● **EXTRACTED RECORDS**
______

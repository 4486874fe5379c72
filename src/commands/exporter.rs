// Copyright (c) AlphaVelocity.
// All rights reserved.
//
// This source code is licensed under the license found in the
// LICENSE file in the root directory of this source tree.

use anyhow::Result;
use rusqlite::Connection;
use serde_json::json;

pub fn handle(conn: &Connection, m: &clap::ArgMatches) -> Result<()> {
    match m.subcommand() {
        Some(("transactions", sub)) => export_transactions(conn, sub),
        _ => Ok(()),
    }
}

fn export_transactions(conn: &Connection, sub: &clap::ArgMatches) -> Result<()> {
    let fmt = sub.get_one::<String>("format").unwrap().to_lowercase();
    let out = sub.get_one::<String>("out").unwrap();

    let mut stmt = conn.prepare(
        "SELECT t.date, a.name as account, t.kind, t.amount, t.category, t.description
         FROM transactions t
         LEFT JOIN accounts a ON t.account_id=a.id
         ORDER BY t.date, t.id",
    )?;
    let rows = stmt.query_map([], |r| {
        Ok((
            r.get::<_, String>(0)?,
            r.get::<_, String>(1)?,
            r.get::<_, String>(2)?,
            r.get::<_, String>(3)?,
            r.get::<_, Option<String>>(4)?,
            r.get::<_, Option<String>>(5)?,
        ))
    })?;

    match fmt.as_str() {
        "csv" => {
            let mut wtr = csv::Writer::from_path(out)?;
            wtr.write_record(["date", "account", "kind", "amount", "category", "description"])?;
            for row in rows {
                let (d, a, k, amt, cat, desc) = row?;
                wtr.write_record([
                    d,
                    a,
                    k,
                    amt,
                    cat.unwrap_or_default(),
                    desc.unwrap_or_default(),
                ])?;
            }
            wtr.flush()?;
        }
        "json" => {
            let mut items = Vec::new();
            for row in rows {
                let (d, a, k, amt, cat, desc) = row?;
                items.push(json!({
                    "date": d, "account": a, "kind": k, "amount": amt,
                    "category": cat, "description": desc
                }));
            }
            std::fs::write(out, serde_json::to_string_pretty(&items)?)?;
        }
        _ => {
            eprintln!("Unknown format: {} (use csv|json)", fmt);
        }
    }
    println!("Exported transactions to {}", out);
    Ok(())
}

______

● **EXERCISE DESCRIPTION**
Using the listing, collect all lines in which the string "Connection" is found.

● **EXERCISE ANSWER**
use rusqlite::Connection;
pub fn handle(conn: &Connection, m: &clap::ArgMatches) -> Result<()> {
fn export_transactions(conn: &Connection, sub: &clap::ArgMatches) -> Result<()> {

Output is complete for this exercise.